Universidade Brasil reabilita e devolve animais silvestres à natureza
Projeto no campus de Fernandópolis alia formação em medicina veterinária, pesquisa científica e preservação ambiental no noroeste paulista
- Publicado: 29/01/2026
- Alterado: 08/01/2026
- Autor: Redação
- Fonte: FERVER
A Universidade Brasil vem transformando a formação em medicina veterinária em uma frente concreta de preservação ambiental no noroeste paulista. No campus de Fernandópolis, a instituição mantém uma parceria com a Polícia Militar Ambiental para acolher, tratar e reabilitar animais silvestres vítimas de maus-tratos ou do tráfico, devolvendo-os à natureza após criterioso acompanhamento clínico no Hospital Veterinário da unidade.

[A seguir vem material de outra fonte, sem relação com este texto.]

//! Server exchange seam: how a queued mutation reaches the server.

mod http;

pub use http::HttpServerExchange;

use async_trait::async_trait;
use serde::{Deserialize, Serialize};
use serde_json::Value;
use thiserror::Error;

use crate::models::QueueItem;

/// Server acknowledgement of an applied mutation
#[derive(Debug, Clone, Default, PartialEq, Serialize, Deserialize)]
pub struct ExchangeAck {
    /// Server-side modification time of the entity after the write (Unix ms)
    #[serde(default)]
    pub server_modified_at: Option<i64>,
}

/// Why a submission did not apply
#[derive(Debug, Clone, PartialEq, Error)]
pub enum ExchangeError {
    /// The server holds a version the local mutation did not start from
    #[error("server rejected the mutation with a version conflict")]
    VersionConflict {
        server_version: Value,
        server_modified_at: Option<i64>,
    },
    #[error("transport error: {0}")]
    Transport(String),
    #[error("exchange timed out")]
    Timeout,
}

impl ExchangeError {
    /// Transport failures and timeouts are worth retrying; conflicts are not
    pub const fn is_transient(&self) -> bool {
        matches!(self, Self::Transport(_) | Self::Timeout)
    }
}

/// Submits one mutation to the server
#[async_trait]
pub trait ServerExchange: Send + Sync {
    async fn submit(&self, item: &QueueItem) -> Result<ExchangeAck, ExchangeError>;
}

Casos emblemáticos dão a dimensão do trabalho. Um tatu-peba, resgatado com ferimentos graves, permaneceu dez meses em recuperação até a soltura. Mais recentemente, tamanduás-bandeira, araras-canindé e corujas suindaras também voltaram ao habitat natural após protocolos rígidos de reabilitação, reforçando o compromisso institucional com a fauna brasileira.
Formação aliada à pesquisa científica com animais silvestres

Para os estudantes, o projeto representa uma imersão rara no manejo de fauna silvestre, ampliando a experiência além dos atendimentos a animais domésticos. O impacto acadêmico já se reflete na produção científica do campus, com iniciações científicas em andamento, trabalhos apresentados em congressos nacionais e relatos clínicos em submissão a periódicos internacionais.
“Conectamos nossos alunos à biodiversidade e devolvemos ao mercado profissionais com uma visão mais humana e responsável”, afirma Bárbara Costa, reitora da Universidade Brasil.
Entre as espécies mais atendidas de animais silvestres, araras-canindé lideram os registros clínicos. No momento, 22 jabutis aguardam soltura, muitos provenientes de apreensões por criação ilegal, o que evidencia a importância do hospital como retaguarda ambiental da região.
Próximo passo: Cetras Fernandópolis
A universidade aguarda a conclusão dos trâmites junto à Secretaria do Meio Ambiente para iniciar as obras do Centro de Triagem e Reabilitação de Animais Silvestres (Cetras). A proposta é centralizar o manejo de fauna do noroeste paulista, com estrutura para triagem, quarentena e reabilitação, consolidando Fernandópolis como polo regional de proteção à biodiversidade.